I really dislike books such as "Evolution and Baha'i Belief", edited by Kevin Brown. In this work, it is argued that 'Abdu'l-Bahá's remarks on evolution have been widely misunderstand. The Wikipedia page on the Bahá'í Faith and science resolutely confirms this position. In reality, however, this is an attempt by people in this era to explain away teachings that will, in the future, be vindicated by science. Bahá'ís have much more to gain by sticking with teachings that they know to be true, and WILL eventually be proven true by science, than by reintrepreting our teachings to conform to the erroneous theories of current scientists. 'Abdu'l-Bahá relates the fact that Muslim scholars used to be embarrassed by statements in the Qur'án that indicated that the earth revolved around the sun rather than vice versa. This contradicted science (in that era). So Muslims tried to explain it away. Later on, it was proved that the Qur'ánic position was correct. He writes:

“Thus, you know that before the observations of modern times – that is to say, during the first centuries and down to the fifteenth century of the Christian era – all the mathematicians of the world agreed that the earth was the center of the universe, and that the sun moved. The famous astronomer who was the protagonist of the new theory discovered the movement of the earth and the immobility of the sun. Until his time all the astronomers and philosophers of the world followed the Ptolemaic system, and whoever said anything against it was considered ignorant. Though Pythagoras, and Plato during the latter part of his life, adopted the theory that the annual movement of the sun around the zodiac does not proceed from the sun, but rather from the movement of the earth around the sun, this theory had been entirely forgotten, and the Ptolemaic system was accepted by all mathematicians. But there are some verses revealed in the Qur'án contrary to the theory of the Ptolemaic system. One of them is "The sun moves in a fixed place," which shows the fixity of the sun, and its movement around an axis.[Cf. Qur'án 36:37] Again, in another verse, "And each star moves in its own heaven."[ Cf. Qur'án 36:38] Thus is explained the movement of the sun, of the moon, of the earth, and of other bodies. When the Qur'án appeared, all the mathematicians ridiculed these statements and attributed the theory to ignorance.
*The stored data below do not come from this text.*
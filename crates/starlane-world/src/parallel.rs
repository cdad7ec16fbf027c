//! Order-preserving parallel/sequential execution helpers.
//!
//! Parallel iterators collect results in input order, so work merged through
//! these helpers lands by structural position regardless of scheduling. The
//! `force_sequential` flag switches to plain iterators at runtime for
//! profiling and for single-threaded replays.

use rayon::prelude::*;

/// Map a function over a slice. Output order matches input order.
#[inline]
pub fn map_slice<T, F, R>(slice: &[T], f: F, force_sequential: bool) -> Vec<R>
where
    T: Sync,
    F: Fn(&T) -> R + Sync + Send,
    R: Send,
{
    if force_sequential {
        slice.iter().map(f).collect()
    } else {
        slice.par_iter().map(f).collect()
    }
}

/// Map a function over a mutable slice. Output order matches input order.
///
/// Each closure call gets exclusive access to one element, so elements can be
/// updated concurrently without shared state.
#[inline]
pub fn map_slice_mut<T, F, R>(slice: &mut [T], f: F, force_sequential: bool) -> Vec<R>
where
    T: Send,
    F: Fn(&mut T) -> R + Sync + Send,
    R: Send,
{
    if force_sequential {
        slice.iter_mut().map(f).collect()
    } else {
        slice.par_iter_mut().map(f).collect()
    }
}

/// Map a function over `0..count`. Output order matches index order.
#[inline]
pub fn map_indices<F, R>(count: u32, f: F, force_sequential: bool) -> Vec<R>
where
    F: Fn(u32) -> R + Sync + Send,
    R: Send,
{
    if force_sequential {
        (0..count).map(f).collect()
    } else {
        (0..count).into_par_iter().map(f).collect()
    }
}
Even the doctors of Islam, when they saw that these verses were contrary to the accepted Ptolemaic system, were obliged to explain them away.

“It was not until after the fifteenth century of the Christian era, nearly nine hundred years after Muhammad, that a famous astronomer made new observations and important discoveries by the aid of the telescope, which he had invented. The rotation of the earth, the fixity of the sun, and also its movement around an axis, were discovered. It became evident that the verses of the Qur'án agreed with existing facts, and that the Ptolemaic system was imaginary.”

(Some Answered Questions, pp. 23-24)

The same will be the case with Bahá'í teachings that contradict current scientific knowledge, e.g. that humans are not related to animals and evolved along parallel paths to animals, that copper can transmute into gold, that all planets have life-forms (currently unconfirmed with regards to Mars), that homosexuality is curable, etc. Other Bahá'í teachings have already been confirmed, Bahá'u'lláh's mysterious reference to a weapon like lightning (e.g. atomic weapons) and the existence of things in the earth which can pollute the atmosphere, Shoghi Effendi's reference to the internet in the 1930's, etc. etc. One could also add Bahá'u'lláh's prophecies and the way in which history is gradually moving in the direction of the Bahá'í teachings (see Century of Light).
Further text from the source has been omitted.